Thursday, April 24, 2008

2nd Night of Passover Storahtelling Seder

By Daliya Karnovsky

Storah On The Road


I did not want to go to the Storahtelling Seder. I had had an early afternoon Passover Seder with my mother, was full, tired, and sad, and all I wanted to do was lie on my brother’s couch and watch TV.

But blast it all, leave it to me to sign up for gefilte fish. Now, if I opted to stay on the couch, I would be tortured by the thought of a gefilte-less Seder just a few blocks away, and in addition to the guilt I was feeling regarding other circumstances in my life, I would have to live with that as well. Not good. Maybe I can just drop off the gefilte and go, I thought. I even attempted to con my brother into taking it there without me and explaining that I wasn’t feeling well. He declined.

So I had no choice. Miserable as I was, I would have to lug the four glass jars fifteen blocks and then MAYBE I’d be able to sneak out at the appropriate moment.

The Seder started at seven; I left my brother’s apartment at 7:30 and dragged my feet all the way. Much to my chagrin, I found David Wolkin’s apartment. I waited for the elevator to take me up one flight just to kill time. I entered the apartment and was immediately assaulted by warm, smiling faces. I had arrived just in time to introduce myself and share a Passover memory, which I oh so charmingly skirted around by muttering, “I don’t remember my last Passover”. It had actually been that afternoon, but who was going to call me on that? I didn’t feel like sharing.

Time wore on, and I felt my mood lifting slightly. I don’t know if I really felt happy for that first half hour, but there was the distinct sensation of this circle of people physically lifting some of the burden off of me and allowing me to settle in for the night.

Each person had something to share; Annie Levy with her battle for the Wicked Child, Melissa Shaw with the bitter herbs and along with it encouragement to share something difficult with the person sitting next to you. Even Elijah was there, looking surprisingly like David Wolkin and dropping profound morsels like “the one you’ve been waiting for is you”. It was beautiful.

What I remember best, and I wish I could remember exactly who said it, I’m pretty sure it was our fearless and radiant leader Naomi, was someone saying “remember to celebrate every time you free yourself from a narrow place. Otherwise you are just going directly to another narrow place. We must remember to celebrate our freedom.” This simple revelation freed me almost entirely from the weight I was feeling (not to mention the fact that enough time had passed that Seder #1 was finally starting to digest).

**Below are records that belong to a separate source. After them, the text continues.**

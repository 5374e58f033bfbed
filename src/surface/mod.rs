mod handles;
mod null_surface;

pub use handles::{CallbackHandle, SurfaceHandle};
pub use null_surface::NullSurface;

use crate::error::ChartResult;

/// Contract implemented by the host page bridge.
///
/// The component only sends fully serialized configuration across this
/// boundary, so implementations stay ignorant of reconciliation. Calls are
/// fire-and-forget: the component logs returned errors and carries on.
pub trait HostSurface {
    /// Creates the handle the host uses to call back into this component.
    fn create_callback_handle(&mut self) -> CallbackHandle;

    fn render_chart(
        &mut self,
        callback: CallbackHandle,
        surface: SurfaceHandle,
        config_json: &str,
    ) -> ChartResult<()>;

    fn destroy_chart(&mut self, chart_id: &str) -> ChartResult<()>;

    fn release_callback_handle(&mut self, callback: CallbackHandle);
}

It had been a difficult emotional week for me. The timing of this wisdom was perfect; I had freed myself from a struggle I had been experiencing for a long time, and now I caught myself moving directly to the next narrow place, wondering if I had done the right thing and what did the future hold. But that kind of thinking was just putting me in another narrow place, and I hadn’t taken the opportunity to really celebrate and feel what it was to be free; to have freed myself. I owed that to myself, and these beautiful, loud, accepting people were encouraging me to do it.

I smiled big and sang, shared with my neighbors and enjoyed listening to Shoshana’s drum and Jonathan Goldberg’s “Chad Gad YO”. I no longer felt full and heavy, and quickly amended that with several helpings of vegetarian stew, matzah pizza, beet salad, and unbelievable melt-in-your-mouth homemade caramel and chocolate chip macaroons.

Before I knew it, it was midnight and the night was ending. I left reluctantly, and skipped lightly in the cool dark streets, having been liberated from both myself and four jars of gefilte fish. Dayeinu.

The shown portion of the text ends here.